Looking towards summer, I'm planning what will go in our new raised beds in the mountains.
They're yet to be built, but we've scouted out the right sort of stone, that will be easy (for me as well as my gardening companion) to stack, and we'll get to work next weekend.
Quite handsome large stone blocks, of hefty proportions, were available, and would have made seriously sturdy raised beds, but I could barely lift one stone (I think they weighed about 50 lbs. each), so I'm hardly going to be able to help build that sort of wall. I'm not gifted in the strong shoulders and arms department, but I have built a number of nice retaining walls and an excellent front path, so I do want to be part of this endeavor.
I spent some enjoyable time plotting out the beds -- basically they'll be four long beds, two horizontal and two perpendicular to the house, on what's currently unused 'driveway.'
It'll hopefully be fairly easy to lay out; there's gravel below the mulch on the 'driveway' -- so we'll dig down to prepare footings, put in a bit of builder's sand, and build the stone walls (at about 14 inches).

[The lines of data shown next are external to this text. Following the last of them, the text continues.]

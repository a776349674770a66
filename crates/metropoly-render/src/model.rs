use metropoly_core::Lane;
use serde::{Deserialize, Serialize};
use std::fmt;

/// Cell address on a ring's square grid; `(0, 0)` is the top-left corner.
#[derive(Debug, Clone, Copy, PartialEq, Eq, Hash, Serialize, Deserialize)]
pub struct GridPos {
    pub row: u32,
    pub col: u32,
}

impl GridPos {
    pub const fn new(row: u32, col: u32) -> Self {
        Self { row, col }
    }
}

#[derive(Debug, Clone, Copy, PartialEq, Serialize, Deserialize)]
pub struct PixelPoint {
    pub x: f64,
    pub y: f64,
}

/// Facing of a tile so that it reads from the board interior.
#[derive(Debug, Clone, Copy, PartialEq, Eq, Hash, Serialize, Deserialize)]
#[serde(into = "u16", try_from = "u16")]
pub enum Rotation {
    Deg0,
    Deg90,
    Deg180,
    Deg270,
}

impl Rotation {
    pub const fn degrees(self) -> u16 {
        match self {
            Rotation::Deg0 => 0,
            Rotation::Deg90 => 90,
            Rotation::Deg180 => 180,
            Rotation::Deg270 => 270,
        }
    }
}

impl From<Rotation> for u16 {
    fn from(value: Rotation) -> Self {
        value.degrees()
    }
}

impl TryFrom<u16> for Rotation {
    type Error = String;

    fn try_from(value: u16) -> Result<Self, Self::Error> {
        match value {
            0 => Ok(Rotation::Deg0),
            90 => Ok(Rotation::Deg90),
            180 => Ok(Rotation::Deg180),
            270 => Ok(Rotation::Deg270),
            other => Err(format!("rotation must be a multiple of 90 below 360, got {other}")),
        }
    }
}

/// Order in which a ring's perimeter is walked when names are assigned.
#[derive(Debug, Clone, Copy, PartialEq, Eq, Default, Serialize, Deserialize)]
#[serde(rename_all = "lowercase")]
pub enum Traversal {
    /// Bottom-left corner, clockwise. Used by the nested-table board.
    #[default]
    Table,
    /// Top-left corner, clockwise. Used by the SVG canvas board.
    Pixel,
}

/// One board position.
#[derive(Debug, Clone, PartialEq, Serialize, Deserialize)]
#[serde(rename_all = "camelCase")]
pub struct TileCell {
    pub image_path: String,
    pub rotation: Rotation,
    /// `None` for a placeholder cell.
    pub name: Option<String>,
    pub lane: Lane,
    pub is_corner: bool,
    pub grid: GridPos,
}

impl TileCell {
    pub fn is_placeholder(&self) -> bool {
        self.name.is_none()
    }
}

/// One lane's square ring; `cells` follows `traversal` order and has `4 * side - 4` entries.
#[derive(Debug, Clone, PartialEq, Serialize, Deserialize)]
pub struct RingLayout {
    pub lane: Lane,
    pub side: u32,
    pub traversal: Traversal,
    pub cells: Vec<TileCell>,
}

impl RingLayout {
    pub fn perimeter(&self) -> u32 {
        crate::ring::perimeter(self.side)
    }

    pub fn cell_at(&self, pos: GridPos) -> Option<&TileCell> {
        self.cells.iter().find(|c| c.grid == pos)
    }

    pub fn filled(&self) -> impl Iterator<Item = &TileCell> {
        self.cells.iter().filter(|c| !c.is_placeholder())
    }

    pub fn corners(&self) -> impl Iterator<Item = &TileCell> {
        self.cells.iter().filter(|c| c.is_corner)
    }
}

/// Where a ring sits on the SVG canvas.
#[derive(Debug, Clone, Copy, PartialEq, Serialize, Deserialize)]
pub struct RingGeometry {
    pub lane: Lane,
    pub cell_size: f64,
    /// Distance from the canvas origin to the ring's top-left corner, in this ring's cells.
    pub offset_cells: f64,
    /// Edge length of the ring in pixels.
    pub extent: f64,
}

impl RingGeometry {
    pub fn origin(&self) -> f64 {
        self.offset_cells * self.cell_size
    }

    pub fn center(&self) -> f64 {
        self.origin() + self.extent / 2.0
    }
}

#[derive(Debug, Clone, PartialEq, Eq, Serialize, Deserialize)]
#[serde(tag = "kind", rename_all = "camelCase")]
pub enum DiagnosticKind {
    UnknownProperty,
    LaneMismatch { declared: Lane },
    PositionMismatch { declared: u32, listed: usize },
    MissingTileImage { file: String },
    RingOmitted { side: u32 },
}

/// A non-fatal data problem found while laying out the board.
#[derive(Debug, Clone, PartialEq, Eq, Serialize, Deserialize)]
pub struct Diagnostic {
    pub lane: Lane,
    pub name: String,
    #[serde(flatten)]
    pub kind: DiagnosticKind,
}

impl fmt::Display for Diagnostic {
    fn fmt(&self, f: &mut fmt::Formatter<'_>) -> fmt::Result {
        match &self.kind {
            DiagnosticKind::UnknownProperty => write!(
                f,
                "property '{}' listed in the {} lane was not found in the property data",
                self.name, self.lane
            ),
            DiagnosticKind::LaneMismatch { declared } => write!(
                f,
                "property '{}' has lane '{}' but is listed in the {} lane",
                self.name, declared, self.lane
            ),
            DiagnosticKind::PositionMismatch { declared, listed } => write!(
                f,
                "property '{}' has position {} but appears at index {} in the {} lane",
                self.name, declared, listed, self.lane
            ),
            DiagnosticKind::MissingTileImage { file } => write!(
                f,
                "tile file '{}' not found for property '{}', using the null tile",
                file, self.name
            ),
            DiagnosticKind::RingOmitted { side } => write!(
                f,
                "{} ring of side {} is too small to draw and was omitted",
                self.lane, side
            ),
        }
    }
}

/// The three rings of a board, outer to inner, plus what went wrong building them.
#[derive(Debug, Clone, PartialEq, Serialize, Deserialize)]
pub struct BoardLayout {
    pub traversal: Traversal,
    /// Rings too small to draw are absent; a missing ring also drops every ring inside it.
    pub rings: Vec<RingLayout>,
    pub geometry: Vec<RingGeometry>,
    pub diagnostics: Vec<Diagnostic>,
}

impl BoardLayout {
    pub fn ring(&self, lane: Lane) -> Option<&RingLayout> {
        self.rings.iter().find(|r| r.lane == lane)
    }

    pub fn geometry(&self, lane: Lane) -> Option<&RingGeometry> {
        self.geometry.iter().find(|g| g.lane == lane)
    }

    /// Edge length of the square canvas the board occupies.
    pub fn canvas_size(&self) -> f64 {
        self.geometry.first().map_or(0.0, |g| g.extent)
    }
}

These beds will be devoted to summer vegetables and herbs: tomatoes, peppers, squash, beans, and basil.
The main vegetable garden in the Piedmont will be fallow this summer to reduce root-knot nematodes there. And the satellite vegetable garden, after the garlic and onions are harvested, will be devoted to winter squash, and cool season vegetables in the fall.
I've also just ordered some tough asparagus crowns (all male UC 157) to put in, to join the 'from seed' plants that I grew last year. (They struggled through the tough winter, so I'm thinking they need some reinforcements!)